**Exercise instructions:**
Among the lines of the records, count those containing the word "usize", then give the number alone.

Saved data entries
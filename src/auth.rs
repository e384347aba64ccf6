use std::sync::{Arc, Mutex, PoisonError};

use uuid::Uuid;

use crate::{
    access::{DEFAULT_LANDING_PATH, normalize_path},
    error::AuthError,
    models::{LoginRequest, Principal, SignupRequest, avatar_url},
    role::Role,
    session::SessionStore,
};

/// Minimum password length accepted at signup.
pub const MIN_PASSWORD_LEN: usize = 6;

/// Where a new principal goes right after signup to pick a role.
pub const ROLE_SELECTION_PATH: &str = "/user-role-selection";

/// Where an organization admin goes right after choosing that role.
pub const CREATE_ORGANIZATION_PATH: &str = "/create-organization";

/// Account
///
/// A directory record: the public principal plus its password.
/// The password never leaves the directory.
#[derive(Clone)]
pub struct Account {
    pub principal: Principal,
    password: String,
}

impl Account {
    pub fn new(principal: Principal, password: impl Into<String>) -> Self {
        Self {
            principal,
            password: password.into(),
        }
    }

    fn password_matches(&self, candidate: &str) -> bool {
        self.password == candidate
    }
}

impl std::fmt::Debug for Account {
    fn fmt(&self, f: &mut std::fmt::Formatter<'_>) -> std::fmt::Result {
        f.debug_struct("Account")
            .field("principal", &self.principal)
            .field("password", &"<redacted>")
            .finish()
    }
}

/// AccountDirectory
///
/// The account lookup contract behind login and signup. `MemoryDirectory`
/// is the only implementation here; a real identity service would replace it
/// without touching `AuthService`.
pub trait AccountDirectory: Send + Sync {
    /// Looks an account up by email (case-insensitive).
    fn find_by_email(&self, email: &str) -> Option<Account>;

    /// Adds an account. Fails with `DuplicateAccount` if the email is taken.
    fn insert(&self, account: Account) -> Result<(), AuthError>;

    /// Records a role change. Returns false when no account has that email.
    fn set_role(&self, email: &str, role: Role) -> bool;
}

/// DirectoryState
///
/// The shared handle to the account directory.
pub type DirectoryState = Arc<dyn AccountDirectory>;

/// MemoryDirectory
///
/// Accounts held in process memory.
#[derive(Debug, Default)]
pub struct MemoryDirectory {
    accounts: Mutex<Vec<Account>>,
}

impl MemoryDirectory {
    pub fn new() -> Self {
        Self::default()
    }

    /// seeded
    ///
    /// The three demo accounts, one per principal role.
    pub fn seeded() -> Self {
        let seed = |n: u128, name: &str, email: &str, password: &str, role: Role| {
            Account::new(
                Principal {
                    id: Uuid::from_u128(n),
                    name: name.to_string(),
                    email: email.to_string(),
                    avatar: avatar_url(name),
                    role,
                },
                password,
            )
        };

        Self {
            accounts: Mutex::new(vec![
                seed(1, "System Admin", "admin@example.com", "admin123", Role::SystemAdmin),
                seed(2, "Jane User", "user@example.com", "user123", Role::User),
                seed(3, "Org Admin", "orgadmin@example.com", "orgadmin123", Role::OrgAdmin),
            ]),
        }
    }

    pub fn len(&self) -> usize {
        self.accounts.lock().unwrap_or_else(PoisonError::into_inner).len()
    }

    pub fn is_empty(&self) -> bool {
        self.len() == 0
    }
}

impl AccountDirectory for MemoryDirectory {
    fn find_by_email(&self, email: &str) -> Option<Account> {
        let email = canonical_email(email);
        self.accounts
            .lock()
            .unwrap_or_else(PoisonError::into_inner)
            .iter()
            .find(|a| canonical_email(&a.principal.email) == email)
            .cloned()
    }

    fn insert(&self, account: Account) -> Result<(), AuthError> {
        let mut accounts = self.accounts.lock().unwrap_or_else(PoisonError::into_inner);
        let email = canonical_email(&account.principal.email);
        if accounts
            .iter()
            .any(|a| canonical_email(&a.principal.email) == email)
        {
            return Err(AuthError::DuplicateAccount(account.principal.email));
        }
        accounts.push(account);
        Ok(())
    }

    fn set_role(&self, email: &str, role: Role) -> bool {
        let email = canonical_email(email);
        let mut accounts = self.accounts.lock().unwrap_or_else(PoisonError::into_inner);
        match accounts
            .iter_mut()
            .find(|a| canonical_email(&a.principal.email) == email)
        {
            Some(account) => {
                account.principal.role = role;
                true
            }
            None => false,
        }
    }
}

fn canonical_email(email: &str) -> String {
    email.trim().to_ascii_lowercase()
}

/// AuthService
///
/// Login, signup, role selection and logout for the forms. Every success
/// path ends in the session store; every failure is an `AuthError` for the
/// form to display. Nothing here retries.
#[derive(Clone)]
pub struct AuthService {
    directory: DirectoryState,
    session: Arc<SessionStore>,
    landing_path: String,
}

impl AuthService {
    pub fn new(directory: DirectoryState, session: Arc<SessionStore>) -> Self {
        Self {
            directory,
            session,
            landing_path: DEFAULT_LANDING_PATH.to_string(),
        }
    }

    pub fn with_landing_path(mut self, landing_path: &str) -> Self {
        self.landing_path = normalize_path(landing_path);
        self
    }

    pub fn session(&self) -> &Arc<SessionStore> {
        &self.session
    }

    /// login
    ///
    /// Checks the credentials and starts a session for the matching account.
    pub fn login(&self, email: &str, password: &str) -> Result<Principal, AuthError> {
        let account = self
            .directory
            .find_by_email(email)
            .filter(|a| a.password_matches(password))
            .ok_or_else(|| {
                tracing::info!("login rejected");
                AuthError::InvalidCredentials
            })?;

        let principal = account.principal;
        self.session.set_principal(principal.clone());
        Ok(principal)
    }

    /// signup
    ///
    /// Creates a `user` account and starts its session. The caller then sends
    /// the visitor to [`ROLE_SELECTION_PATH`].
    pub fn signup(&self, name: &str, email: &str, password: &str) -> Result<Principal, AuthError> {
        if self.directory.find_by_email(email).is_some() {
            return Err(AuthError::DuplicateAccount(email.to_string()));
        }
        if password.chars().count() < MIN_PASSWORD_LEN {
            return Err(AuthError::WeakPassword {
                min: MIN_PASSWORD_LEN,
            });
        }

        let principal = Principal::new(name.trim(), email.trim(), Role::User);
        self.directory
            .insert(Account::new(principal.clone(), password))?;

        tracing::info!(principal_id = %principal.id, "account created");
        self.session.set_principal(principal.clone());
        Ok(principal)
    }

    /// Form-payload variants of `login` and `signup`.
    pub fn submit_login(&self, form: &LoginRequest) -> Result<Principal, AuthError> {
        self.login(&form.email, &form.password)
    }

    pub fn submit_signup(&self, form: &SignupRequest) -> Result<Principal, AuthError> {
        self.signup(&form.name, &form.email, &form.password)
    }

    /// select_role
    ///
    /// Applies the role picked after signup and returns the next route.
    /// Only `user` and `org_admin` can be picked.
    pub fn select_role(&self, raw: &str) -> Result<String, AuthError> {
        let role: Role = raw.trim().parse()?;
        match role {
            Role::Guest => return Err(AuthError::UnknownRole(raw.to_string())),
            Role::SystemAdmin => return Err(AuthError::RoleNotSelectable(role)),
            Role::User | Role::OrgAdmin => {}
        }

        let updated = self.session.update_role(role)?;
        if !self.directory.set_role(&updated.email, role) {
            tracing::warn!(principal_id = %updated.id, "role changed for a principal missing from the directory");
        }

        Ok(match role {
            Role::OrgAdmin => CREATE_ORGANIZATION_PATH.to_string(),
            _ => self.landing_path.clone(),
        })
    }

    /// logout
    pub fn logout(&self) {
        self.session.clear_principal();
    }
}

**Result of this task:**
2